Saved entries

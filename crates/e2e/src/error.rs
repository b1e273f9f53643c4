//! Error types for the E2E suite

use thiserror::Error;

#[derive(Error, Debug)]
pub enum E2eError {
    #[error("Element not found: {selector}")]
    ElementNotFound { selector: String },

    #[error("Assertion failed on {subject}: expected {expected}, got {actual}")]
    AssertionFailed {
        subject: String,
        expected: String,
        actual: String,
    },

    #[error("Element {selector} is not interactable: {reason}")]
    NotInteractable { selector: String, reason: String },

    #[error("Element handle {0} is detached from the DOM")]
    StaleElement(u64),

    #[error("Expected confirm dialog \"{0}\" but none was opened")]
    DialogNotFired(String),

    #[error("Unknown alias: @{0}")]
    UnknownAlias(String),

    #[error("Driver error: {0}")]
    Driver(String),

    #[error("Playwright not found. Install with: npm i -D playwright && npx playwright install")]
    PlaywrightNotFound,

    #[error("Playwright error: {0}")]
    Playwright(String),

    #[error("Timeout waiting for: {0}")]
    Timeout(String),

    #[error("Application failed to start: {0}")]
    ServerStartup(String),

    #[error("Application health check failed after {0} attempts")]
    ServerHealthCheck(usize),

    #[error("Invalid configuration: {0}")]
    Config(String),

    #[error("IO error: {0}")]
    Io(#[from] std::io::Error),

    #[error("JSON error: {0}")]
    Json(#[from] serde_json::Error),

    #[error("YAML error: {0}")]
    Yaml(#[from] serde_yaml::Error),

    #[error("HTTP error: {0}")]
    Http(#[from] reqwest::Error),
}

impl E2eError {
    pub fn not_found(selector: impl Into<String>) -> Self {
        E2eError::ElementNotFound {
            selector: selector.into(),
        }
    }

    pub fn mismatch(
        subject: impl Into<String>,
        expected: impl Into<String>,
        actual: impl Into<String>,
    ) -> Self {
        E2eError::AssertionFailed {
            subject: subject.into(),
            expected: expected.into(),
            actual: actual.into(),
        }
    }

    /// Whether a retrying command may succeed if polled again.
    pub fn is_retryable(&self) -> bool {
        matches!(
            self,
            E2eError::ElementNotFound { .. } | E2eError::AssertionFailed { .. }
        )
    }
}

pub type E2eResult<T> = Result<T, E2eError>;
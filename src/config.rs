use {
    crate::{
        error::ConfigError,
        persistence::PersistenceConfig,
        selection::{SelectionMode, BONUS_STREAK, HISTORY_CAP},
        session::{EligibilityBand, SessionSettings},
    },
    std::{env, str::FromStr, time::Duration},
};

/// Configuration loaded from environment variables
///
/// Environment variables:
/// - `RPC_ENDPOINT` (required, http:// or https://)
/// - `TOKEN_MINT` (required)
/// - `POLL_INTERVAL_MS` (default: 2000)
/// - `COHORT_SIZE` (default: 50)
/// - `HOLDERFLOW_DB_PATH` (default: holderflow.db)
/// - `SESSION_SNAPSHOT_PATH` (default: session.json)
/// - `AUTOSAVE_INTERVAL_SECS` (default: 60)
/// - `LOTTERY_EVERY_POLLS` (default: 30, 0 disables)
/// - `LOTTERY_MODE` (weighted | uniform, default: weighted)
/// - `LOTTERY_MIN_PCT` / `LOTTERY_MAX_PCT` (default: 0 / 100)
/// - `FETCH_MAX_RETRIES` (default: 2)
#[derive(Debug, Clone)]
pub struct TrackerConfig {
    pub rpc_endpoint: String,
    pub token_mint: String,
    pub poll_interval_ms: u64,
    pub cohort_size: usize,
    pub db_path: String,
    pub snapshot_path: String,
    pub autosave_interval_secs: u64,
    pub lottery_every_polls: u64,
    pub lottery_mode: SelectionMode,
    pub lottery_min_pct: f64,
    pub lottery_max_pct: f64,
    pub fetch_max_retries: u32,
}

fn parse_or<T: FromStr>(key: &str, default: T) -> Result<T, ConfigError> {
    match env::var(key) {
        Ok(raw) => raw
            .trim()
            .parse()
            .map_err(|_| ConfigError::InvalidValue(format!("{} = '{}'", key, raw))),
        Err(_) => Ok(default),
    }
}

impl TrackerConfig {
    pub fn from_env() -> Result<Self, ConfigError> {
        let rpc_endpoint = env::var("RPC_ENDPOINT")
            .map_err(|_| ConfigError::MissingVariable("RPC_ENDPOINT".to_string()))?;

        if !rpc_endpoint.starts_with("http://") && !rpc_endpoint.starts_with("https://") {
            return Err(ConfigError::InvalidValue(
                "RPC_ENDPOINT must start with http:// or https://".to_string(),
            ));
        }

        let token_mint = env::var("TOKEN_MINT")
            .map(|s| s.trim().to_string())
            .ok()
            .filter(|s| !s.is_empty())
            .ok_or_else(|| ConfigError::MissingVariable("TOKEN_MINT".to_string()))?;

        let cohort_size = parse_or("COHORT_SIZE", 50usize)?;
        if cohort_size == 0 {
            return Err(ConfigError::InvalidValue(
                "COHORT_SIZE must be greater than zero".to_string(),
            ));
        }

        let lottery_mode = match env::var("LOTTERY_MODE") {
            Ok(raw) => raw.parse().map_err(ConfigError::InvalidValue)?,
            Err(_) => SelectionMode::Weighted,
        };

        let lottery_min_pct = parse_or("LOTTERY_MIN_PCT", 0.0)?;
        let lottery_max_pct = parse_or("LOTTERY_MAX_PCT", 100.0)?;
        if lottery_min_pct > lottery_max_pct {
            return Err(ConfigError::InvalidValue(format!(
                "LOTTERY_MIN_PCT ({}) is above LOTTERY_MAX_PCT ({})",
                lottery_min_pct, lottery_max_pct
            )));
        }

        Ok(Self {
            rpc_endpoint,
            token_mint,
            poll_interval_ms: parse_or("POLL_INTERVAL_MS", 2_000)?,
            cohort_size,
            db_path: env::var("HOLDERFLOW_DB_PATH").unwrap_or_else(|_| "holderflow.db".to_string()),
            snapshot_path: env::var("SESSION_SNAPSHOT_PATH")
                .unwrap_or_else(|_| "session.json".to_string()),
            autosave_interval_secs: parse_or("AUTOSAVE_INTERVAL_SECS", 60)?,
            lottery_every_polls: parse_or("LOTTERY_EVERY_POLLS", 30)?,
            lottery_mode,
            lottery_min_pct,
            lottery_max_pct,
            fetch_max_retries: parse_or("FETCH_MAX_RETRIES", 2)?,
        })
    }

    pub fn session_settings(&self) -> SessionSettings {
        SessionSettings {
            cohort_size: self.cohort_size,
            lottery_mode: self.lottery_mode,
            lottery_band: EligibilityBand::new(self.lottery_min_pct, self.lottery_max_pct),
            lottery_every_polls: self.lottery_every_polls,
            bonus_streak: BONUS_STREAK,
            history_cap: HISTORY_CAP,
        }
    }

    pub fn persistence_config(&self) -> PersistenceConfig {
        PersistenceConfig {
            file_path: self.snapshot_path.clone(),
            autosave_interval: Duration::from_secs(self.autosave_interval_secs.max(1)),
        }
    }
}
//! Holder Tracker - polls one mint and runs the holder analytics session
//!
//! - Loads configuration from the environment (.env supported)
//! - Restores the previous session for the same mint, if saved
//! - Polls the RPC node on a fixed cadence (non-overlapping)
//! - Writes poll reports and lottery draws to SQLite
//! - Autosaves the session to JSON
//!
//! Usage:
//!   cargo run --release --bin holder_tracker
//!
//! Environment variables:
//!   RPC_ENDPOINT - Solana RPC URL (required)
//!   TOKEN_MINT - Mint to track (required)
//!   POLL_INTERVAL_MS - Poll cadence (default: 2000)
//!   COHORT_SIZE - Top cohort size (default: 50)
//!   HOLDERFLOW_DB_PATH - SQLite database path (default: holderflow.db)

use dotenv::dotenv;
use holderflow::{
    config::TrackerConfig,
    db::{run_schema_migrations, ReportDbWriter, SqliteReportWriter},
    fetcher::{RpcSnapshotSource, SnapshotSource},
    persistence::{load_snapshot, persistence_task, save_snapshot},
    scheduler::poll_loop,
    session::TrackingSession,
};
use log::{error, info, warn};
use rusqlite::Connection;
use std::sync::Arc;
use tokio::sync::{watch, Mutex};

#[tokio::main]
async fn main() -> Result<(), Box<dyn std::error::Error>> {
    dotenv().ok();
    env_logger::Builder::from_env(env_logger::Env::default().default_filter_or("info"))
        .target(env_logger::Target::Stderr)
        .init();

    let config = TrackerConfig::from_env()?;

    info!("🚀 Starting Holder Tracker");
    info!("   ├─ Mint: {}", config.token_mint);
    info!("   ├─ RPC: {}", config.rpc_endpoint);
    info!("   ├─ Poll interval: {}ms", config.poll_interval_ms);
    info!("   ├─ Cohort size: {}", config.cohort_size);
    info!("   ├─ Database: {}", config.db_path);
    if config.lottery_every_polls > 0 {
        info!(
            "   └─ Lottery: {} every {} polls, band {}%..{}%",
            config.lottery_mode,
            config.lottery_every_polls,
            config.lottery_min_pct,
            config.lottery_max_pct
        );
    } else {
        info!("   └─ Lottery: disabled");
    }

    info!("🔧 Initializing database...");
    let mut conn = Connection::open(&config.db_path)?;
    run_schema_migrations(&mut conn, "sql")?;
    drop(conn);

    let db_writer: Arc<dyn ReportDbWriter> = Arc::new(SqliteReportWriter::new(&config.db_path)?);
    info!("✅ Database initialized");

    let settings = config.session_settings();
    let session = match load_snapshot(&config.snapshot_path) {
        Ok(Some(saved)) => TrackingSession::restore(config.token_mint.clone(), settings, saved),
        Ok(None) => TrackingSession::start(config.token_mint.clone(), settings),
        Err(e) => {
            warn!("⚠️  Could not load session snapshot ({}), starting fresh", e);
            TrackingSession::start(config.token_mint.clone(), settings)
        }
    };
    let session = Arc::new(Mutex::new(session));

    let source: Arc<dyn SnapshotSource> =
        Arc::new(RpcSnapshotSource::new(config.rpc_endpoint.clone(), config.fetch_max_retries)?);

    let (shutdown_tx, shutdown_rx) = watch::channel(false);

    let session_poll = session.clone();
    let poll_interval = config.poll_interval_ms;
    let poll_handle = tokio::spawn(async move {
        poll_loop(session_poll, source, Some(db_writer), poll_interval, shutdown_rx).await;
    });
    info!("   └─ ✅ Poll loop spawned");

    let session_save = session.clone();
    let persistence_config = config.persistence_config();
    let autosave_handle = tokio::spawn(async move {
        persistence_task(session_save, persistence_config).await;
    });
    info!("   └─ ✅ Autosave task spawned");

    info!("🔄 Press CTRL+C to shutdown gracefully");

    match tokio::signal::ctrl_c().await {
        Ok(()) => info!("⚠️  Received CTRL+C, shutting down..."),
        Err(err) => error!("❌ Failed to listen for CTRL+C: {}", err),
    }

    let _ = shutdown_tx.send(true);
    if let Err(e) = poll_handle.await {
        error!("❌ Poll loop task failed: {}", e);
    }
    autosave_handle.abort();

    let final_snapshot = {
        let session = session.lock().await;
        info!("📈 Final status: {}", serde_json::to_string(&session.status())?);
        session.to_snapshot(chrono::Utc::now().timestamp_millis())
    };
    save_snapshot(&final_snapshot, &config.snapshot_path)?;

    info!("✅ Holder Tracker stopped");
    Ok(())
}
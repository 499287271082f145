//! Snapshot acquisition from a Solana RPC node
//!
//! Reads every SPL token account of the tracked mint with
//! `getProgramAccounts` (jsonParsed), keeps positive balances and folds
//! multiple token accounts of one owner into a single balance.
//!
//! Filters match the SPL token account layout:
//! - `dataSize = 165` (token account size)
//! - `memcmp` at offset 0 = mint address

use {
    crate::{
        error::{TrackerError, TrackerResult},
        error_handler::ExponentialBackoff,
        snapshot::{HolderBalance, Snapshot},
    },
    async_trait::async_trait,
    serde::Deserialize,
    serde_json::json,
    std::{collections::HashMap, time::Duration},
};

/// SPL token program id
pub const TOKEN_PROGRAM_ID: &str = "TokenkegQfeZyiNwAJbNbGKPFXCWuBvf9Ss623VQ5DA";

/// Size of an SPL token account in bytes
pub const TOKEN_ACCOUNT_SIZE: u64 = 165;

/// Source of point-in-time holder snapshots
#[async_trait]
pub trait SnapshotSource: Send + Sync {
    /// Fetch every holder of `mint` with a positive balance
    async fn fetch_snapshot(&self, mint: &str) -> TrackerResult<Snapshot>;
}

#[derive(Debug, Deserialize)]
struct RpcResponse {
    result: Option<Vec<ProgramAccount>>,
    error: Option<RpcErrorBody>,
}

#[derive(Debug, Deserialize)]
struct RpcErrorBody {
    code: i64,
    message: String,
}

#[derive(Debug, Deserialize)]
pub struct ProgramAccount {
    pub pubkey: String,
    pub account: AccountBody,
}

#[derive(Debug, Deserialize)]
pub struct AccountBody {
    pub data: AccountData,
}

#[derive(Debug, Deserialize)]
pub struct AccountData {
    pub parsed: ParsedAccount,
}

#[derive(Debug, Deserialize)]
pub struct ParsedAccount {
    pub info: TokenAccountInfo,
}

#[derive(Debug, Deserialize)]
pub struct TokenAccountInfo {
    pub owner: String,
    #[serde(rename = "tokenAmount")]
    pub token_amount: TokenAmount,
}

#[derive(Debug, Deserialize)]
pub struct TokenAmount {
    /// Raw base-unit amount, as a decimal string
    pub amount: String,
    pub decimals: u8,
}

/// Build a snapshot from decoded token accounts
///
/// Owners appear in the order of their first token account. Unparseable or
/// zero amounts are dropped.
pub fn snapshot_from_accounts(
    mint: &str,
    accounts: Vec<ProgramAccount>,
    taken_at: i64,
) -> Snapshot {
    let mut decimals = 0;
    let mut position: HashMap<String, usize> = HashMap::new();
    let mut holders: Vec<HolderBalance> = Vec::new();

    for acc in accounts {
        let info = acc.account.data.parsed.info;
        decimals = info.token_amount.decimals;

        let amount = match info.token_amount.amount.parse::<u64>() {
            Ok(amount) => amount,
            Err(_) => {
                log::debug!(
                    "Skipping account {} with bad amount '{}'",
                    acc.pubkey,
                    info.token_amount.amount
                );
                continue;
            }
        };
        if amount == 0 {
            continue;
        }

        match position.get(&info.owner) {
            Some(&idx) => holders[idx].amount = holders[idx].amount.saturating_add(amount),
            None => {
                position.insert(info.owner.clone(), holders.len());
                holders.push(HolderBalance::new(info.owner, amount));
            }
        }
    }

    Snapshot::new(mint, decimals, taken_at, holders)
}

/// `getProgramAccounts` client for one RPC endpoint
pub struct RpcSnapshotSource {
    endpoint: String,
    client: reqwest::Client,
    commitment: String,
    max_retries: u32,
}

impl RpcSnapshotSource {
    pub fn new(endpoint: impl Into<String>, max_retries: u32) -> TrackerResult<Self> {
        let client = reqwest::Client::builder()
            .timeout(Duration::from_secs(30))
            .build()?;

        Ok(Self {
            endpoint: endpoint.into(),
            client,
            commitment: "confirmed".to_string(),
            max_retries,
        })
    }

    fn request_body(&self, mint: &str) -> serde_json::Value {
        json!({
            "jsonrpc": "2.0",
            "id": 1,
            "method": "getProgramAccounts",
            "params": [
                TOKEN_PROGRAM_ID,
                {
                    "encoding": "jsonParsed",
                    "commitment": self.commitment,
                    "filters": [
                        { "dataSize": TOKEN_ACCOUNT_SIZE },
                        { "memcmp": { "offset": 0, "bytes": mint } }
                    ]
                }
            ]
        })
    }

    async fn fetch_once(&self, mint: &str) -> TrackerResult<Snapshot> {
        let response = self
            .client
            .post(&self.endpoint)
            .json(&self.request_body(mint))
            .send()
            .await?;

        if !response.status().is_success() {
            return Err(TrackerError::Upstream(format!("RPC HTTP status {}", response.status())));
        }

        let body: RpcResponse = response.json().await?;
        if let Some(err) = body.error {
            return Err(TrackerError::Rpc {
                code: err.code,
                message: err.message,
            });
        }

        let accounts = body.result.unwrap_or_default();
        let taken_at = chrono::Utc::now().timestamp_millis();
        Ok(snapshot_from_accounts(mint, accounts, taken_at))
    }
}

#[async_trait]
impl SnapshotSource for RpcSnapshotSource {
    async fn fetch_snapshot(&self, mint: &str) -> TrackerResult<Snapshot> {
        let mut backoff = ExponentialBackoff::new(500, 4_000, self.max_retries);

        loop {
            match self.fetch_once(mint).await {
                Ok(snapshot) => {
                    log::debug!("📥 Fetched {} holders for {}", snapshot.len(), mint);
                    return Ok(snapshot);
                }
                Err(e) => {
                    log::warn!("Error fetching token accounts for {}: {}", mint, e);
                    if backoff.sleep().await.is_err() {
                        return Err(e);
                    }
                }
            }
        }
    }
}

#[cfg(test)]
mod tests {
    use super::*;

    fn accounts_json() -> &'static str {
        r#"[
            {"pubkey": "acc1", "account": {"data": {"parsed": {"info": {"owner": "A", "tokenAmount": {"amount": "1500000", "decimals": 6}}}}}},
            {"pubkey": "acc2", "account": {"data": {"parsed": {"info": {"owner": "B", "tokenAmount": {"amount": "0", "decimals": 6}}}}}},
            {"pubkey": "acc3", "account": {"data": {"parsed": {"info": {"owner": "C", "tokenAmount": {"amount": "200", "decimals": 6}}}}}},
            {"pubkey": "acc4", "account": {"data": {"parsed": {"info": {"owner": "A", "tokenAmount": {"amount": "500000", "decimals": 6}}}}}},
            {"pubkey": "acc5", "account": {"data": {"parsed": {"info": {"owner": "D", "tokenAmount": {"amount": "oops", "decimals": 6}}}}}}
        ]"#
    }

    #[test]
    fn test_snapshot_from_accounts() {
        let accounts: Vec<ProgramAccount> = serde_json::from_str(accounts_json()).unwrap();
        let snapshot = snapshot_from_accounts("mint", accounts, 42);

        assert_eq!(snapshot.decimals, 6);
        assert_eq!(snapshot.taken_at, 42);
        assert_eq!(
            snapshot.holders,
            vec![HolderBalance::new("A", 2_000_000), HolderBalance::new("C", 200)]
        );
    }

    #[test]
    fn test_request_body_filters() {
        let source = RpcSnapshotSource::new("http://localhost:8899", 0).unwrap();
        let body = source.request_body("MintAddr");
        assert_eq!(body["method"], "getProgramAccounts");
        assert_eq!(body["params"][0], TOKEN_PROGRAM_ID);
        assert_eq!(body["params"][1]["filters"][0]["dataSize"], 165);
        assert_eq!(body["params"][1]["filters"][1]["memcmp"]["bytes"], "MintAddr");
    }

    #[test]
    fn test_rpc_error_body_decodes() {
        let raw = r#"{"jsonrpc":"2.0","id":1,"error":{"code":-32600,"message":"bad"}}"#;
        let body: RpcResponse = serde_json::from_str(raw).unwrap();
        assert!(body.result.is_none());
        assert_eq!(body.error.unwrap().code, -32600);
    }
}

* [Brief] For each line of the entries that holds the word "decimals", pull that line out.

* [Response]
    pub decimals: u8,
    let mut decimals = 0;
        decimals = info.token_amount.decimals;
    Snapshot::new(mint, decimals, taken_at, holders)
            {"pubkey": "acc1", "account": {"data": {"parsed": {"info": {"owner": "A", "tokenAmount": {"amount": "1500000", "decimals": 6}}}}}},
            {"pubkey": "acc2", "account": {"data": {"parsed": {"info": {"owner": "B", "tokenAmount": {"amount": "0", "decimals": 6}}}}}},
            {"pubkey": "acc3", "account": {"data": {"parsed": {"info": {"owner": "C", "tokenAmount": {"amount": "200", "decimals": 6}}}}}},
            {"pubkey": "acc4", "account": {"data": {"parsed": {"info": {"owner": "A", "tokenAmount": {"amount": "500000", "decimals": 6}}}}}},
            {"pubkey": "acc5", "account": {"data": {"parsed": {"info": {"owner": "D", "tokenAmount": {"amount": "oops", "decimals": 6}}}}}}
        assert_eq!(snapshot.decimals, 6);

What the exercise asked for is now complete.